Your answer should consist of the lines in the data below that contain "clone".
BEGIN Data supplied
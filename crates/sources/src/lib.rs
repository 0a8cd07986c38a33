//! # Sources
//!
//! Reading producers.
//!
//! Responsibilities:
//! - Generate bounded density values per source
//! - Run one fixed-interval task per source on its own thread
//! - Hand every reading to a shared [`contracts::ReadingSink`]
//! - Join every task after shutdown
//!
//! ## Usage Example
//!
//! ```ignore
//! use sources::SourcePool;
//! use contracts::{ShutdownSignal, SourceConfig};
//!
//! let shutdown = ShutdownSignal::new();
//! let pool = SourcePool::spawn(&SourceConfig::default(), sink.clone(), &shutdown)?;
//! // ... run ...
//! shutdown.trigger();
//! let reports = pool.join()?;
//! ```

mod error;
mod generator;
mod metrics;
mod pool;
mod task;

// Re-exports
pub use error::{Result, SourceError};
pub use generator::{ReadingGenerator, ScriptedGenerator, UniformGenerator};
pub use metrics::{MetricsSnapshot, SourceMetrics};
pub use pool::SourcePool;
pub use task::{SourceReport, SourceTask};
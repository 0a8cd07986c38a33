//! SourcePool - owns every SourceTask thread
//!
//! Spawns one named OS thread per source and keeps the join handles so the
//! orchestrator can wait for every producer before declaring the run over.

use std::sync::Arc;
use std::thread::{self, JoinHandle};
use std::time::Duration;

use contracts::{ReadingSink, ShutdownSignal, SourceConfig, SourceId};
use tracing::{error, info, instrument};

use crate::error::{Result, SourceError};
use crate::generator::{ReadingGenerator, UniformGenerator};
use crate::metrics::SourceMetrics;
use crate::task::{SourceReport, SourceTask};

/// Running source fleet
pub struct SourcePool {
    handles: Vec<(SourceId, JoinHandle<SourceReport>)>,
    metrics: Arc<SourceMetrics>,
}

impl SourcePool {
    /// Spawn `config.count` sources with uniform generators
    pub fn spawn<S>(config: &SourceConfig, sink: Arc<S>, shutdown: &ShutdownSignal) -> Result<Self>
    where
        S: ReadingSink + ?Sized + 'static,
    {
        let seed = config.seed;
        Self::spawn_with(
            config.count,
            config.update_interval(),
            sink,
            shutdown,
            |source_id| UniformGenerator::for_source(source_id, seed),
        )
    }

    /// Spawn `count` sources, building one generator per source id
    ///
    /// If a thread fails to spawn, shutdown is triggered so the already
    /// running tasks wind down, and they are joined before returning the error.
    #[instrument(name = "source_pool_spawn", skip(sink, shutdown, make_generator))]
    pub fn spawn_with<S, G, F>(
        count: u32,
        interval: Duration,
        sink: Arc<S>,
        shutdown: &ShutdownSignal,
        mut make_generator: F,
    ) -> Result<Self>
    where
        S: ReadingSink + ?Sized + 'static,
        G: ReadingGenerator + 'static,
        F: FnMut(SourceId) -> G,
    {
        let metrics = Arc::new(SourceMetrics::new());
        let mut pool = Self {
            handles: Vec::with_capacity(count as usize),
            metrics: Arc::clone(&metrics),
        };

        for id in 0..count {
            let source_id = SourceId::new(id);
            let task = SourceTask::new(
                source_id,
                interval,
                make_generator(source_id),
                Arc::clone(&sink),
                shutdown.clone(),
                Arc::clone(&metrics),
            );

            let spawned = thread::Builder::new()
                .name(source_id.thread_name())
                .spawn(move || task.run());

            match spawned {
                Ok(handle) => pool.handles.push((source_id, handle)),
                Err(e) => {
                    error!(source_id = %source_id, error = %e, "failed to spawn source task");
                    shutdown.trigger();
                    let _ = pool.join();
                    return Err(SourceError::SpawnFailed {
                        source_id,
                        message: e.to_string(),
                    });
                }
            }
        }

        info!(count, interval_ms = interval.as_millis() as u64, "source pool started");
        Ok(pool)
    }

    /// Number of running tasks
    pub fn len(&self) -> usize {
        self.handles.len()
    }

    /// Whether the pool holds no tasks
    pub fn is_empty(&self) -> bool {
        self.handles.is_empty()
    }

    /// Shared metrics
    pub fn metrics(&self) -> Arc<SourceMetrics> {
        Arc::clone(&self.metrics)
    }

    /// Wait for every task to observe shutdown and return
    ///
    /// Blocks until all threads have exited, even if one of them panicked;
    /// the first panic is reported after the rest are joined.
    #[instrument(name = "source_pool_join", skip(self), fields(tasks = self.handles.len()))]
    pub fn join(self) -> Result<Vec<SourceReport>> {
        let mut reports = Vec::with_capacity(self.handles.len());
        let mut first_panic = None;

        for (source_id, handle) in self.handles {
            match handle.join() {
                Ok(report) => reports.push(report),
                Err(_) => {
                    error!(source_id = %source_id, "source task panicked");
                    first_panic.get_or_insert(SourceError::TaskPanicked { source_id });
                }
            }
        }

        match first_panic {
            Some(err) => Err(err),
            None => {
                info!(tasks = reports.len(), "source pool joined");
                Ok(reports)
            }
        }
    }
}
END Data supplied
Answer area:
//! let pool = SourcePool::spawn(&SourceConfig::default(), sink.clone(), &shutdown)?;
            metrics: Arc::clone(&metrics),
                Arc::clone(&sink),
                shutdown.clone(),
                Arc::clone(&metrics),
        Arc::clone(&self.metrics)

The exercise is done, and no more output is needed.